Task details> When you reach the line that contains "return Ok(summary);" in the entries below, begin returning lines exactly as written and continue through the last one.

Raw data>

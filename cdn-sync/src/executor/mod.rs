//! Reconciliation run - Orchestrates one scan → diff → upload → save cycle.
//!
//! This module ties together:
//! - Local file scanning
//! - Manifest load and conditional save
//! - Diffing with the configured comparison strategy
//! - Batched uploads and alias copies

pub mod alias;
pub mod uploader;

use crate::config::{AliasConfig, Config};
use crate::fs::{scan, ScanOptions, ScanReport};
use crate::manifest::{LoadStatus, ManifestStore, ManifestWriter, SaveOutcome};
use crate::store::RemoteStore;
use crate::sync::{DiffEngine, Strategy};
use crate::utils::{Result, SyncError};
use alias::{AliasMapper, AliasReport};
use std::fmt;
use std::sync::Arc;
use std::time::{Duration, Instant};
use tokio_util::sync::CancellationToken;
use tracing::info;
use uploader::{BatchUploader, UploadOptions, UploadReport};

/// Stages of a run, in order. `UploadBatches` may repeat.
#[derive(Debug, Clone, Copy, PartialEq, Eq)]
pub enum Phase {
    Scan,
    LoadManifest,
    Diff,
    UploadBatches,
    SaveManifest,
    Done,
}

impl fmt::Display for Phase {
    fn fmt(&self, f: &mut fmt::Formatter<'_>) -> fmt::Result {
        let name = match self {
            Phase::Scan => "scan",
            Phase::LoadManifest => "load-manifest",
            Phase::Diff => "diff",
            Phase::UploadBatches => "upload-batches",
            Phase::SaveManifest => "save-manifest",
            Phase::Done => "done",
        };
        f.write_str(name)
    }
}

/// Everything one run needs besides the store.
#[derive(Debug, Clone)]
pub struct SyncJob {
    pub scan: ScanOptions,
    pub strategy: Strategy,
    pub upload: UploadOptions,
    pub manifest_key: String,
    pub conditional_save: bool,

    /// `None` disables alias copies
    pub aliases: Option<AliasConfig>,

    /// Classify only; write nothing
    pub dry_run: bool,
}

impl SyncJob {
    pub fn from_config(config: &Config, dry_run: bool) -> Self {
        Self {
            scan: ScanOptions::from_config(&config.scan),
            strategy: config.upload.strategy,
            upload: UploadOptions::from_config(&config.upload),
            manifest_key: config.storage.manifest_key.clone(),
            conditional_save: config.storage.conditional_save,
            aliases: config.aliases.enabled.then(|| config.aliases.clone()),
            dry_run,
        }
    }
}

/// Everything the final report needs.
#[derive(Debug)]
pub struct RunSummary {
    pub scanned: usize,
    pub scanned_bytes: u64,
    pub excluded: usize,
    pub duplicates: usize,
    pub scan_errors: usize,
    pub missing_roots: usize,

    pub manifest_status: LoadStatus,

    pub new: usize,
    pub changed: usize,
    pub unchanged: usize,
    pub unchanged_bytes: u64,
    pub remote_only: usize,

    pub upload: UploadReport,
    pub aliases: AliasReport,

    /// Final manifest save; `None` when skipped
    pub save: Option<SaveOutcome>,

    /// Keys a dry run would upload
    pub planned: Vec<String>,
    pub planned_bytes: u64,

    pub dry_run: bool,
    pub elapsed: Duration,
}

impl RunSummary {
    fn from_scan(report: &ScanReport, manifest_status: LoadStatus, dry_run: bool) -> Self {
        Self {
            scanned: report.records.len(),
            scanned_bytes: report.total_bytes(),
            excluded: report.excluded,
            duplicates: report.duplicates,
            scan_errors: report.errors,
            missing_roots: report.missing_roots.len(),
            manifest_status,
            new: 0,
            changed: 0,
            unchanged: 0,
            unchanged_bytes: 0,
            remote_only: 0,
            upload: UploadReport::default(),
            aliases: AliasReport::default(),
            save: None,
            planned: Vec::new(),
            planned_bytes: 0,
            dry_run,
            elapsed: Duration::ZERO,
        }
    }

    /// Uploaded keys plus alias copies: what a CDN purge should cover.
    pub fn changed_keys(&self) -> Vec<String> {
        self.upload
            .changed_keys
            .iter()
            .chain(self.aliases.copied.iter())
            .cloned()
            .collect()
    }
}

fn enter(phase: Phase) {
    info!("Phase: {}", phase);
}

pub struct Reconciler {
    store: Arc<dyn RemoteStore>,
    cancel: CancellationToken,
}

impl Reconciler {
    pub fn new(store: Arc<dyn RemoteStore>, cancel: CancellationToken) -> Self {
        Self { store, cancel }
    }

    /// Run one reconciliation pass.
    ///
    /// Fails only when the base directory is missing or a blocking task dies;
    /// per-file and manifest problems are reported in the summary instead.
    pub async fn run(&self, job: SyncJob) -> Result<RunSummary> {
        let start_time = Instant::now();

        if !job.scan.base_dir.is_dir() {
            return Err(SyncError::Config(format!(
                "base directory {} does not exist",
                job.scan.base_dir.display()
            )));
        }

        enter(Phase::Scan);
        let scan_options = job.scan.clone();
        let scanned = tokio::task::spawn_blocking(move || scan(&scan_options)).await?;

        enter(Phase::LoadManifest);
        let manifest_store = ManifestStore::new(
            Arc::clone(&self.store),
            job.manifest_key.clone(),
            job.conditional_save,
            job.upload.timeout,
        );
        let loaded = manifest_store.load().await;
        let mut manifest = loaded.manifest;
        let mut summary = RunSummary::from_scan(&scanned, loaded.status, job.dry_run);

        enter(Phase::Diff);
        let records = scanned.records;
        let engine = DiffEngine::new(job.strategy, job.scan.exclude.clone());
        let plan = engine.diff(records.clone(), &manifest).await?;

        summary.new = plan.new;
        summary.changed = plan.changed;
        summary.unchanged = plan.unchanged;
        summary.unchanged_bytes = plan.unchanged_bytes;
        summary.remote_only = plan.remote_only;
        summary.upload.skipped = plan.skipped;

        let mapper = job.aliases.as_ref().map(|config| {
            AliasMapper::new(Arc::clone(&self.store), config, job.upload.timeout, job.upload.batch_size)
        });

        if job.dry_run {
            summary.planned_bytes = plan.upload_bytes();
            summary.planned = plan.uploads.into_iter().map(|c| c.record.key).collect();
            if let Some(mapper) = &mapper {
                summary.aliases = mapper.apply(&records, &mut manifest, true).await;
            }
            info!("Dry run: {} files would be uploaded", summary.planned.len());
            enter(Phase::Done);
            summary.elapsed = start_time.elapsed();
            return Ok(summary);
        }

        let mut writer = ManifestWriter::new(manifest_store, loaded.version);

        if !plan.is_empty() {
            enter(Phase::UploadBatches);
            let uploader = BatchUploader::new(Arc::clone(&self.store), job.upload.clone(), self.cancel.clone());
            let skipped = summary.upload.skipped;
            summary.upload = uploader.upload(plan.uploads, &mut manifest, &mut writer).await;
            summary.upload.skipped += skipped;
        }

        if let Some(mapper) = &mapper {
            if !summary.upload.interrupted {
                summary.aliases = mapper.apply(&records, &mut manifest, false).await;
            }
        }

        if manifest.has_changes() {
            enter(Phase::SaveManifest);
            summary.save = Some(writer.persist(&mut manifest).await);
        } else {
            info!("Manifest unchanged, skipping save");
        }

        enter(Phase::Done);
        summary.elapsed = start_time.elapsed();
        Ok(summary)
    }
}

Solution to this problem>
            return Ok(summary);
        }

        let mut writer = ManifestWriter::new(manifest_store, loaded.version);

        if !plan.is_empty() {
            enter(Phase::UploadBatches);
            let uploader = BatchUploader::new(Arc::clone(&self.store), job.upload.clone(), self.cancel.clone());
            let skipped = summary.upload.skipped;
            summary.upload = uploader.upload(plan.uploads, &mut manifest, &mut writer).await;
            summary.upload.skipped += skipped;
        }

        if let Some(mapper) = &mapper {
            if !summary.upload.interrupted {
                summary.aliases = mapper.apply(&records, &mut manifest, false).await;
            }
        }

        if manifest.has_changes() {
            enter(Phase::SaveManifest);
            summary.save = Some(writer.persist(&mut manifest).await);
        } else {
            info!("Manifest unchanged, skipping save");
        }

        enter(Phase::Done);
        summary.elapsed = start_time.elapsed();
        Ok(summary)
    }
}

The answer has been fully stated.